§ Task instructions:
Please copy each line of the records below that holds the word "usize".

§ Material shown:

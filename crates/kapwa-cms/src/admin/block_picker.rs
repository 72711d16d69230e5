//! Block picker shown when adding a block

use crate::blocks::{BlockCategory, BlockRegistry, BlockTypeDescriptor};
use kapwa_core::security::{escape_html, escape_html_attr};

/// Registered block types of one category
#[derive(Debug)]
pub struct PickerGroup<'a> {
	/// Category of every block in the group
	pub category: BlockCategory,
	/// Descriptors in registration order
	pub blocks: Vec<&'a BlockTypeDescriptor>,
}

/// Groups and searches the registered block types
pub struct BlockPicker<'a> {
	registry: &'a BlockRegistry,
}

impl<'a> BlockPicker<'a> {
	/// Picker over `registry`
	pub fn new(registry: &'a BlockRegistry) -> Self {
		Self { registry }
	}

	/// Every non-empty category group, in category order
	pub fn groups(&self) -> Vec<PickerGroup<'a>> {
		self.search("", None)
	}

	/// Groups filtered by a case-insensitive query over display name and
	/// description, optionally restricted to one category
	///
	/// # Examples
	///
	/// ```
	/// use kapwa_cms::admin::BlockPicker;
	/// use kapwa_cms::blocks::{BlockCategory, BlockRegistry};
	///
	/// let registry = BlockRegistry::with_builtin_blocks();
	/// let picker = BlockPicker::new(&registry);
	///
	/// let groups = picker.search("CARD", None);
	/// assert_eq!(groups.len(), 1);
	/// assert_eq!(groups[0].category, BlockCategory::Layout);
	/// assert_eq!(groups[0].blocks[0].type_id, "card_grid");
	/// ```
	pub fn search(&self, query: &str, category: Option<BlockCategory>) -> Vec<PickerGroup<'a>> {
		let needle = query.trim().to_lowercase();
		let registry = self.registry;
		BlockCategory::ALL
			.iter()
			.filter(|candidate| category.is_none_or(|wanted| wanted == **candidate))
			.map(|candidate| PickerGroup {
				category: *candidate,
				blocks: registry
					.list_by_category(*candidate)
					.into_iter()
					.filter(|descriptor| matches_query(descriptor, &needle))
					.collect(),
			})
			.filter(|group| !group.blocks.is_empty())
			.collect()
	}

	/// Picker markup for the groups matching `query`
	pub fn render_html(&self, query: &str) -> String {
		let groups = self.search(query, None);
		if groups.is_empty() {
			return concat!(
				r#"<div class="kapwa-block-picker kapwa-block-picker--empty">"#,
				"<p>No blocks found</p><p>Try adjusting your search or filter</p></div>"
			)
			.to_string();
		}

		let mut html = String::from(r#"<div class="kapwa-block-picker">"#);
		for group in groups {
			html.push_str(&format!(
				r#"<section class="kapwa-block-picker__group" data-category="{}"><h3>{}</h3><p>{}</p><ul>"#,
				group.category,
				group.category.label(),
				group.category.description()
			));
			for descriptor in group.blocks {
				html.push_str(&format!(
					r#"<li><button type="button" data-block-type="{}" data-icon="{}"><strong>{}</strong><span>{}</span></button></li>"#,
					escape_html_attr(&descriptor.type_id),
					escape_html_attr(&descriptor.icon),
					escape_html(&descriptor.display_name),
					escape_html(&descriptor.description)
				));
			}
			html.push_str("</ul></section>");
		}
		html.push_str("</div>");
		html
	}
}

fn matches_query(descriptor: &BlockTypeDescriptor, needle: &str) -> bool {
	needle.is_empty()
		|| descriptor.display_name.to_lowercase().contains(needle)
		|| descriptor.description.to_lowercase().contains(needle)
}

#[cfg(test)]
mod tests {
	use super::*;
	use rstest::rstest;

	#[test]
	fn test_groups_follow_category_order() {
		// Arrange
		let registry = BlockRegistry::with_builtin_blocks();

		// Act
		let groups = BlockPicker::new(&registry).groups();

		// Assert
		let categories: Vec<_> = groups.iter().map(|g| g.category).collect();
		assert_eq!(
			categories,
			vec![BlockCategory::Layout, BlockCategory::Content, BlockCategory::Interactive]
		);
		let total: usize = groups.iter().map(|g| g.blocks.len()).sum();
		assert_eq!(total, registry.len());
	}

	#[rstest]
	#[case("", None, 6)]
	#[case("live feed", None, 1)]
	#[case("  numbered ", None, 1)]
	#[case("", Some(BlockCategory::Content), 2)]
	#[case("hero", Some(BlockCategory::Content), 0)]
	#[case("nothing matches this", None, 0)]
	fn test_search(#[case] query: &str, #[case] category: Option<BlockCategory>, #[case] expected: usize) {
		let registry = BlockRegistry::with_builtin_blocks();

		let found: usize = BlockPicker::new(&registry)
			.search(query, category)
			.iter()
			.map(|g| g.blocks.len())
			.sum();

		assert_eq!(found, expected);
	}

	#[test]
	fn test_render_html_empty_state() {
		let registry = BlockRegistry::with_builtin_blocks();

		let html = BlockPicker::new(&registry).render_html("zzz");

		assert!(html.contains("No blocks found"));
	}

	#[test]
	fn test_render_html_lists_blocks() {
		let registry = BlockRegistry::with_builtin_blocks();

		let html = BlockPicker::new(&registry).render_html("");

		assert!(html.contains(r#"data-block-type="needs_widget" data-icon="volunteer_activism""#));
		assert!(html.contains("<h3>Interactive</h3><p>Engage visitors with dynamic content</p>"));
	}
}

§ Solution below:
		let total: usize = groups.iter().map(|g| g.blocks.len()).sum();
	fn test_search(#[case] query: &str, #[case] category: Option<BlockCategory>, #[case] expected: usize) {
		let found: usize = BlockPicker::new(&registry)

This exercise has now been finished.